Work to be completed: Which of the lines below include "CombatError"? Each one should be copied out.

Stored items:

-=-=-=-=-

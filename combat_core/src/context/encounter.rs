//! CombatContext - the encounter state machine
//!
//! One `step` is one scheduling decision: gauges fill until someone is ready
//! (advancing rounds as the marker fills), then that combatant takes a turn:
//! CC check, turn-start hooks, draw, skill resolution, turn-end hooks.

use super::gauge::ActionGauge;
use super::scope::ActionScope;
use super::state::ComponentStateStore;
use super::CombatRules;
use crate::combatant::{Combatant, Roster};
use crate::config::ConfigError;
use crate::error::{CombatError, StateError};
use crate::log::{CombatLog, CombatantReport, EncounterOutcome, EncounterReport};
use crate::pipeline;
use crate::skill::Skill;
use crate::types::{EntityHandle, Side, TargetingMode};
use rand::seq::SliceRandom;
use rand::{Rng, RngCore};
use std::sync::Arc;
use tracing::{debug, info, warn};

/// Pick a target among living candidates
pub fn select_target<R: Rng + ?Sized>(
    roster: &Roster,
    candidates: &[EntityHandle],
    mode: TargetingMode,
    rng: &mut R,
) -> Option<EntityHandle> {
    let hp = |h: &EntityHandle| roster.get(*h).map(|c| c.hp()).unwrap_or(0);
    match mode {
        TargetingMode::LowestHp => candidates.iter().copied().min_by_key(|h| hp(h)),
        TargetingMode::HighestHp => candidates.iter().copied().max_by_key(|h| hp(h)),
        TargetingMode::Random => candidates.choose(rng).copied(),
        TargetingMode::First => candidates.first().copied(),
    }
}

/// A single encounter between the player and 1-3 monsters
#[derive(Debug)]
pub struct CombatContext {
    roster: Roster,
    rules: Arc<CombatRules>,
    targeting: TargetingMode,
    player: EntityHandle,
    gauge: ActionGauge,
    states: ComponentStateStore,
    log: CombatLog,
    starting_hp: Vec<i64>,
    actions: u32,
    started: bool,
    flee_requested: bool,
    outcome: Option<EncounterOutcome>,
}

impl CombatContext {
    /// Assign handles and prepare the gauges
    ///
    /// A combatant that enters at full HP is topped up to its effective max
    /// HP, passives included.
    pub fn new(
        player: Combatant,
        monsters: Vec<Combatant>,
        targeting: TargetingMode,
        rules: Arc<CombatRules>,
    ) -> Result<Self, ConfigError> {
        let max_monsters = rules.constants.encounter.max_monsters;
        if monsters.is_empty() || monsters.len() > max_monsters {
            return Err(ConfigError::ValidationError(format!(
                "an encounter needs 1 to {} monsters, got {}",
                max_monsters,
                monsters.len()
            )));
        }

        let mut roster = Roster::new();
        let player = roster.add(Combatant {
            side: Side::Player,
            ..player
        });
        for monster in monsters {
            roster.add(Combatant {
                side: Side::Monster,
                ..monster
            });
        }

        for handle in roster.handles() {
            let max_hp = match roster.snapshot(handle) {
                Some(snapshot) => snapshot.max_hp(),
                None => continue,
            };
            if let Some(combatant) = roster.get_mut(handle) {
                if combatant.stats.hp >= combatant.stats.max_hp {
                    combatant.stats.hp = max_hp;
                } else {
                    combatant.stats.hp = combatant.stats.hp.min(max_hp);
                }
            }
        }

        let starting_hp = roster.iter().map(|c| c.hp()).collect();
        let gauge = ActionGauge::new(roster.handles());
        info!(combatants = roster.len(), "encounter created");

        Ok(CombatContext {
            roster,
            rules,
            targeting,
            player,
            gauge,
            states: ComponentStateStore::new(),
            log: CombatLog::new(),
            starting_hp,
            actions: 0,
            started: false,
            flee_requested: false,
            outcome: None,
        })
    }

    pub fn roster(&self) -> &Roster {
        &self.roster
    }

    pub fn roster_mut(&mut self) -> &mut Roster {
        &mut self.roster
    }

    pub fn rules(&self) -> &CombatRules {
        &self.rules
    }

    pub fn log(&self) -> &CombatLog {
        &self.log
    }

    pub fn player(&self) -> EntityHandle {
        self.player
    }

    pub fn round(&self) -> u32 {
        self.gauge.round()
    }

    pub fn actions(&self) -> u32 {
        self.actions
    }

    pub fn gauge(&self) -> &ActionGauge {
        &self.gauge
    }

    pub fn outcome(&self) -> Option<EncounterOutcome> {
        self.outcome
    }

    pub fn is_finished(&self) -> bool {
        self.outcome.is_some()
    }

    fn scope<'s>(&'s mut self, rng: &'s mut dyn RngCore, owner: EntityHandle) -> ActionScope<'s> {
        ActionScope::new(
            &mut self.roster,
            &self.rules,
            &mut self.states,
            &mut self.log,
            rng,
            owner,
        )
    }

    fn living(&self) -> Vec<EntityHandle> {
        self.roster.living().map(|c| c.handle).collect()
    }

    /// Fire combat-start hooks; `step` calls this on first use
    pub fn start(&mut self, rng: &mut dyn RngCore) {
        if self.started {
            return;
        }
        self.started = true;

        let monsters: Vec<String> = self
            .roster
            .iter()
            .filter(|c| c.side == Side::Monster)
            .map(|c| c.name.clone())
            .collect();
        let player_name = self
            .roster
            .get(self.player)
            .map(|c| c.name.clone())
            .unwrap_or_default();
        self.log
            .push(format!("{} encounters {}!", player_name, monsters.join(", ")));
        self.log.round_header(self.gauge.round());

        for handle in self.roster.handles() {
            let mut scope = self.scope(&mut *rng, handle);
            scope.dispatch_passives(handle, |c, s| c.on_combat_start(s));
        }
        self.process_deaths(rng);
    }

    /// Request a flee; takes effect before the next action
    pub fn abort(&mut self) {
        self.flee_requested = true;
    }

    /// Run one scheduling decision and at most one action
    ///
    /// Returns the outcome once the encounter reaches a terminal state.
    pub fn step(&mut self, rng: &mut dyn RngCore) -> Result<Option<EncounterOutcome>, StateError> {
        if self.outcome.is_some() {
            return Err(StateError::EncounterFinished);
        }
        if !self.started {
            self.start(&mut *rng);
            if let Some(outcome) = self.check_outcome() {
                return Ok(Some(outcome));
            }
        }
        if self.flee_requested {
            self.log.push("You fled from battle.");
            return Ok(Some(self.conclude(EncounterOutcome::Fled)));
        }

        let limit = self.rules.constants.encounter.max_actions;
        if self.actions >= limit {
            let err = CombatError::BudgetExceeded { limit };
            warn!(%err, "ending encounter");
            self.log.push(format!(
                "The battle drags on too long and ends after {} actions.",
                limit
            ));
            return Ok(Some(self.conclude(EncounterOutcome::Stalled)));
        }

        let gauge_constants = self.rules.constants.gauge.clone();
        loop {
            let living = self.living();
            if let Some(actor) = self.gauge.next_ready(&living, &gauge_constants, &mut *rng) {
                self.take_turn(actor, &mut *rng);
                self.gauge.consume(actor, &gauge_constants);
                self.actions += 1;
                self.process_deaths(&mut *rng);
                return Ok(self.check_outcome());
            }

            if self.gauge.round_due(&gauge_constants) {
                self.advance_round(&mut *rng);
                if let Some(outcome) = self.check_outcome() {
                    return Ok(Some(outcome));
                }
                continue;
            }

            let amounts = self.fill_amounts();
            if amounts.iter().all(|&(_, amount)| amount == 0) {
                warn!("no combatant can fill its gauge, ending encounter");
                self.log.push("Nobody is able to move. The battle stalls.");
                return Ok(Some(self.conclude(EncounterOutcome::Stalled)));
            }
            self.gauge.fill(&amounts, &gauge_constants);
        }
    }

    /// Step until a terminal outcome
    pub fn run(&mut self, rng: &mut dyn RngCore) -> EncounterOutcome {
        loop {
            match self.step(&mut *rng) {
                Ok(Some(outcome)) => return outcome,
                Ok(None) => {}
                Err(_) => return self.outcome.unwrap_or(EncounterOutcome::Fled),
            }
        }
    }

    /// Fire combat-end hooks and build the report
    ///
    /// An encounter that never reached a terminal state is recorded as fled.
    pub fn finish(mut self, rng: &mut dyn RngCore) -> EncounterReport {
        let outcome = match self.outcome {
            Some(outcome) => outcome,
            None => {
                self.log.push("The battle ends without a victor.");
                self.conclude(EncounterOutcome::Fled)
            }
        };

        for handle in self.living() {
            let mut scope = self.scope(&mut *rng, handle);
            scope.dispatch_passives(handle, |c, s| c.on_combat_end(s));
        }
        info!(%outcome, rounds = self.gauge.round(), actions = self.actions, "encounter finished");

        let combatants = self
            .roster
            .iter()
            .map(|c| CombatantReport {
                handle: c.handle,
                name: c.name.clone(),
                side: c.side,
                starting_hp: self.starting_hp.get(c.handle.index()).copied().unwrap_or(0),
                hp: c.hp(),
                max_hp: self
                    .roster
                    .snapshot(c.handle)
                    .map(|s| s.max_hp())
                    .unwrap_or(c.stats.max_hp),
                statuses: c.status_summary(),
            })
            .collect();

        EncounterReport {
            outcome,
            rounds: self.gauge.round(),
            actions: self.actions,
            combatants,
            log: self.log.drain(),
        }
    }

    fn take_turn(&mut self, actor: EntityHandle, rng: &mut dyn RngCore) {
        let (name, side, attribute, cc) = match self.roster.get(actor) {
            Some(c) => (
                c.name.clone(),
                c.side,
                c.attribute,
                c.effects.cc_effect_name().map(str::to_string),
            ),
            None => return,
        };
        debug!(%actor, %name, "turn");

        if let Some(effect) = cc {
            self.log
                .push(format!("{} is affected by {} and cannot act!", name, effect));
            return;
        }

        let targeting = if side == Side::Player {
            self.targeting
        } else {
            TargetingMode::First
        };

        let mut scope = self.scope(rng, actor);
        scope.dispatch_passives(actor, |c, s| c.on_turn_start(s));
        if !scope.is_alive(actor) {
            return;
        }

        let skill = match side {
            Side::Player => {
                let drawn = scope.roster.get_mut(actor).and_then(|c| c.draw_next());
                match drawn {
                    Some(skill) => {
                        scope.dispatch_passives(actor, |c, s| c.on_draw_skill(&skill, s));
                        skill
                    }
                    None => Arc::new(Skill::basic_attack(attribute)),
                }
            }
            Side::Monster => {
                let skills = scope
                    .roster
                    .get(actor)
                    .map(|c| c.active_skills())
                    .unwrap_or_default();
                match skills.choose(&mut *scope.rng) {
                    Some(skill) => Arc::clone(skill),
                    None => Arc::new(Skill::basic_attack(attribute)),
                }
            }
        };

        let enemies = scope.enemies();
        let target = select_target(&*scope.roster, &enemies, targeting, &mut *scope.rng);
        let Some(target) = target else {
            return;
        };

        scope.target = Some(target);
        scope.action = Some((actor, Arc::clone(&skill)));
        scope.log.push(format!("{} uses {}!", name, skill.name));
        scope.dispatch_passives(actor, |c, s| c.on_skill_used(s));
        scope.dispatch_skill(actor, &skill, |c, s| c.on_turn(s));
        scope.action = None;

        if scope.is_alive(actor) {
            scope.dispatch_passives(actor, |c, s| c.on_turn_end(s));
        }
    }

    /// Run death hooks for anyone at 0 HP; those not revived are defeated
    fn process_deaths(&mut self, rng: &mut dyn RngCore) {
        for handle in self.roster.handles() {
            let pending = self
                .roster
                .get(handle)
                .map(|c| !c.defeated && !c.is_alive())
                .unwrap_or(false);
            if !pending {
                continue;
            }

            let mut scope = self.scope(&mut *rng, handle);
            scope.dispatch_passives(handle, |c, s| c.on_death(s));
            if scope.is_alive(handle) {
                continue;
            }

            if let Some(combatant) = self.roster.get_mut(handle) {
                combatant.defeated = true;
                combatant.effects.clear();
                let line = format!("{} was defeated.", combatant.name);
                info!(%handle, name = %combatant.name, "combatant defeated");
                self.log.push(line);
            }
            self.gauge.remove(handle);
        }
    }

    /// DoT ticks, then duration decay, for every living combatant
    fn advance_round(&mut self, rng: &mut dyn RngCore) {
        let round = self.gauge.advance_round(&self.rules.constants.gauge);
        self.log.round_header(round);
        debug!(round, "round advance");

        for handle in self.living() {
            match pipeline::tick_damage_over_time(&mut self.roster, handle, &self.rules.constants) {
                Ok(lines) => self.log.extend(lines),
                Err(err) => warn!(%handle, error = %err, "damage over time skipped"),
            }
        }
        for handle in self.living() {
            if let Some(combatant) = self.roster.get_mut(handle) {
                let name = combatant.name.clone();
                let lines = combatant.effects.decay_all_durations(&name);
                self.log.extend(lines);
            }
        }
        self.process_deaths(rng);
    }

    fn fill_amounts(&self) -> Vec<(EntityHandle, u32)> {
        let constants = &self.rules.constants.gauge;
        self.roster
            .living()
            .filter_map(|c| {
                let snapshot = self.roster.snapshot(c.handle)?;
                let bonus = self.rules.synergies.bonus(&c.deck);
                Some((
                    c.handle,
                    ActionGauge::fill_amount(snapshot.speed(), bonus.speed, constants),
                ))
            })
            .collect()
    }

    fn check_outcome(&mut self) -> Option<EncounterOutcome> {
        if let Some(outcome) = self.outcome {
            return Some(outcome);
        }
        if self.roster.side_defeated(Side::Player) {
            self.log.push("You have been defeated...");
            return Some(self.conclude(EncounterOutcome::Defeat));
        }
        if self.roster.side_defeated(Side::Monster) {
            self.log.push("Victory!");
            return Some(self.conclude(EncounterOutcome::Victory));
        }
        None
    }

    fn conclude(&mut self, outcome: EncounterOutcome) -> EncounterOutcome {
        self.outcome = Some(outcome);
        info!(%outcome, actions = self.actions, "encounter concluded");
        outcome
    }
}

-=-=-=-=-

Written response:
use crate::error::{CombatError, StateError};
            let err = CombatError::BudgetExceeded { limit };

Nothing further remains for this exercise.